7 thoughts on “Connecting the Dots Between Extreme Weather and Economic Growth

  1. John

    Beautiful scenery and beautiful article, wish such nature existed where I live. You guys are so blessed to have such a thing.

    Just trying to be optimistic here and trying to think about what you wrote: the race for economic growth in China has caused solar panels prices to collapse and assisted in the rise of solar power usage which would continue; together with the rise of the “battery age”, electric cars which are now being developed by so many companies and semi-autonomous, the decline in coal usage (and in general commodities consumption due to now known reasons). etc etc. So, it seems that the race for growth and development also will assist with resolving global warming. Would it be better to embrace human nature and continue this way instead of trying to fight it? India and other developing countries will not halt their progress just because the rich world asks for it. Solution will come from technology and the incentives for that come from growth/money.

    1. John – I like to distinguish between economic growth and economic development, with the latter being the better of the two. You probably read the following post from a few months back:
      Absolutely agreed that what you describe (what I call development) makes the world a better place, because it is “smart, efficient, and purposeful.” That’s what Henry Ford did more than one hundred years ago when he purposely produced a car that his own employees could afford (no pun intended). And since then, many producing companies and individuals have contributed advancements, efficiencies, and improvements.

      A current example of unneeded economic growth (for “jobs” it is said, but simply for profit): the Keystone XL pipeline. It’s not smart, it doesn’t do much to help our energy future, and it doesn’t really improve anything.

      As you know, I write and blog to help shape public opinion. I imagine that most Americans don’t differentiate between e. growth and e. development. I think it’s time we started to lift up this important difference.

      1. John

        Thank you for your reply. I have read that post again but am still confused about how you differentiate economic development from economic growth. They don’t seem to be mutually exclusive. Would it be possible to write a clear definition?

        So, if you build a bridge on a river where there is none and it’s obviously needed, and it is done with affordable debt than it is has good economic return and it will lead to both development (via exchange of information, services trade etc.) and growth (higher productivity etc.). Right?
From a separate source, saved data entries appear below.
//! WebSocket handler carrying the game events.
//!
//! Every connection is one prospective player. The server assigns it a fresh
//! [`PlayerId`], subscribes it to table notifications and pushes a
//! `game_state` snapshot whenever the table changes, including when a grab
//! cooldown expires.
//!
//! # Connection Flow
//!
//! 1. Client connects via `GET /ws`
//! 2. Server spawns a send task that runs client commands against the table,
//!    writes their replies and pushes snapshots on every table notification
//! 3. The receive loop parses client events and hands them to the send task
//! 4. On disconnect the player leaves the table
//!
//! # Wire Format
//!
//! Client events are tagged by `type`:
//!
//! ```json
//! {"type": "join_game", "name": "alice"}
//! {"type": "start_game"}
//! {"type": "draw_card"}
//! {"type": "grab_bottle"}
//! ```
//!
//! Server events carry their payload under `data`:
//!
//! ```json
//! {"type": "joined_game", "data": {"playerId": "..."}}
//! {"type": "grab_result", "data": {"success": true, "type": "correct"}}
//! {"type": "game_started"}
//! ```

use axum::{
    extract::{
        State,
        ws::{Message, WebSocket, WebSocketUpgrade},
    },
    response::Response,
};
use futures_util::{SinkExt, StreamExt, stream::SplitSink};
use jungle_speed::{
    DrawResult, GameStateView, GrabResult, PlayerId, PlayerName,
    table::{StateChangeNotification, TableError, TableHandle},
};
use log::{debug, error, info, warn};
use serde::{Deserialize, Serialize};
use tokio::sync::mpsc;

use super::AppState;

/// Client events received via WebSocket
#[derive(Debug, Clone, PartialEq, Eq, Deserialize, Serialize)]
#[serde(tag = "type", rename_all = "snake_case")]
pub enum ClientMessage {
    /// Take a seat at the table
    JoinGame { name: String },
    /// Deal a new round
    StartGame,
    /// Flip the top card of the draw deck
    DrawCard,
    /// Reach for the bottle
    GrabBottle,
}

/// Events sent to the client
#[derive(Debug, Clone, PartialEq, Deserialize, Serialize)]
#[serde(tag = "type", content = "data", rename_all = "snake_case")]
pub enum ServerMessage {
    JoinedGame {
        #[serde(rename = "playerId")]
        player_id: PlayerId,
    },
    JoinFailed {
        reason: String,
    },
    GameStarted,
    DrawResult(DrawResult),
    GrabResult(GrabResult),
    GameState(GameStateView),
    Error {
        message: String,
    },
}

/// Work handed from the receive loop to the send task.
enum Outbound {
    Command(ClientMessage),
    Reply(ServerMessage),
}

impl From<TableError> for ServerMessage {
    fn from(value: TableError) -> Self {
        ServerMessage::Error {
            message: value.to_string(),
        }
    }
}

/// Upgrade HTTP connection to WebSocket.
pub async fn websocket_handler(ws: WebSocketUpgrade, State(state): State<AppState>) -> Response {
    ws.on_upgrade(move |socket| handle_socket(socket, state))
}

/// Handle an established WebSocket connection.
async fn handle_socket(socket: WebSocket, state: AppState) {
    let player_id = PlayerId::random();
    let (mut sender, mut receiver) = socket.split();

    info!("WebSocket connected: player={}", player_id);

    // Commands run on the send task, so a command's reply is written before
    // the snapshot its notification triggers
    let (outbound_tx, mut outbound_rx) = mpsc::channel::<Outbound>(32);
    let (notification_tx, mut notification_rx) = mpsc::channel::<StateChangeNotification>(32);

    if let Err(e) = state
        .table
        .subscribe(player_id.clone(), notification_tx)
        .await
    {
        error!("Failed to subscribe {} to table notifications: {}", player_id, e);
        return;
    }

    let table = state.table.clone();
    let session_id = player_id.clone();
    let send_task = tokio::spawn(async move {
        // A fresh client renders the lobby from this first snapshot
        if !push_state(&table, &mut sender).await {
            return;
        }

        loop {
            tokio::select! {
                Some(notification) = notification_rx.recv() => {
                    if notification == StateChangeNotification::RoundStarted
                        && !send_message(&mut sender, &ServerMessage::GameStarted).await
                    {
                        break;
                    }

                    if !push_state(&table, &mut sender).await {
                        break;
                    }
                }
                Some(outbound) = outbound_rx.recv() => {
                    let reply = match outbound {
                        Outbound::Command(command) => {
                            handle_client_message(command, &session_id, &table).await
                        }
                        Outbound::Reply(reply) => Some(reply),
                    };

                    if let Some(reply) = reply
                        && !send_message(&mut sender, &reply).await
                    {
                        break;
                    }
                }
                else => break,
            }
        }
    });

    while let Some(msg) = receiver.next().await {
        match msg {
            Ok(Message::Text(text)) => {
                debug!("Received message from {}: {}", player_id, text);

                let outbound = match serde_json::from_str::<ClientMessage>(&text) {
                    Ok(client_msg) => Outbound::Command(client_msg),
                    Err(e) => {
                        warn!("Failed to parse client message: {}", e);
                        Outbound::Reply(ServerMessage::Error {
                            message: "Invalid message format".to_string(),
                        })
                    }
                };

                if outbound_tx.send(outbound).await.is_err() {
                    break;
                }
            }
            Ok(Message::Close(_)) => {
                info!("WebSocket closed: player={}", player_id);
                break;
            }
            Err(e) => {
                error!("WebSocket error: {}", e);
                break;
            }
            _ => {}
        }
    }

    // Cleanup - a disconnect is a leave
    send_task.abort();
    let _ = state.table.unsubscribe(player_id.clone()).await;
    if let Err(e) = state.table.leave(player_id.clone()).await {
        warn!("Failed to remove {} on disconnect: {}", player_id, e);
    }

    info!("WebSocket disconnected: player={}", player_id);
}

/// Forward a client event to the table and build the reply for this client.
///
/// A successful `start_game` has no direct reply; every subscriber sees
/// `game_started` through the notification path instead.
async fn handle_client_message(
    msg: ClientMessage,
    player_id: &PlayerId,
    table: &TableHandle,
) -> Option<ServerMessage> {
    let response = match msg {
        ClientMessage::JoinGame { name } => {
            match table
                .join(player_id.clone(), PlayerName::from(name.as_str()))
                .await
            {
                Ok(Ok(())) => {
                    info!("{} joined as {}", player_id, name);
                    ServerMessage::JoinedGame {
                        player_id: player_id.clone(),
                    }
                }
                Ok(Err(e)) => ServerMessage::JoinFailed {
                    reason: e.to_string(),
                },
                Err(e) => e.into(),
            }
        }

        ClientMessage::StartGame => match table.start().await {
            Ok(Ok(())) => return None,
            Ok(Err(e)) => ServerMessage::Error {
                message: e.to_string(),
            },
            Err(e) => e.into(),
        },

        ClientMessage::DrawCard => match table.draw(player_id.clone()).await {
            Ok(result) => ServerMessage::DrawResult(result.into()),
            Err(e) => e.into(),
        },

        ClientMessage::GrabBottle => match table.grab(player_id.clone()).await {
            Ok(result) => ServerMessage::GrabResult(result.into()),
            Err(e) => e.into(),
        },
    };

    Some(response)
}

/// Serialize and send one event. Returns false once the socket is gone.
async fn send_message(sink: &mut SplitSink<WebSocket, Message>, message: &ServerMessage) -> bool {
    match serde_json::to_string(message) {
        Ok(json) => sink.send(Message::Text(json.into())).await.is_ok(),
        Err(e) => {
            error!("Failed to serialize {:?}: {}", message, e);
            true
        }
    }
}

async fn push_state(table: &TableHandle, sink: &mut SplitSink<WebSocket, Message>) -> bool {
    match table.state().await {
        Ok(view) => send_message(sink, &ServerMessage::GameState(view)).await,
        Err(e) => {
            error!("Failed to fetch table state: {}", e);
            false
        }
    }
}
        Now, if you build the 100th bridge at the same place with costly debt, suitable for super flying electric cars, it most likely will have low economic return, thus negative growth and no real economic development.

        Thing is, these things are subjective and can be hard to judge until they are obvious. They also seem to be inevitable due to political reasons and, well, greed.

  2. Carl Anderson

    Good article, but you’re being a little unfair to George Will who makes a good point about the need for growth to eliminate poverty in less developed parts of the world. I don’t share his negativity about the Padre in Rome, but the pronouncements of church folks can ignore the complexity of some of these issues. I would like to hear what Will feels about the constant pressure for growth in this country and others who already are consuming way more than sustainable levels would allow.

    1. I think that’s why I’m picking on the erudite scholar a bit – in his article he doesn’t even hint at the need in this country (and in other developed nations) to acknowledge that enough might be enough.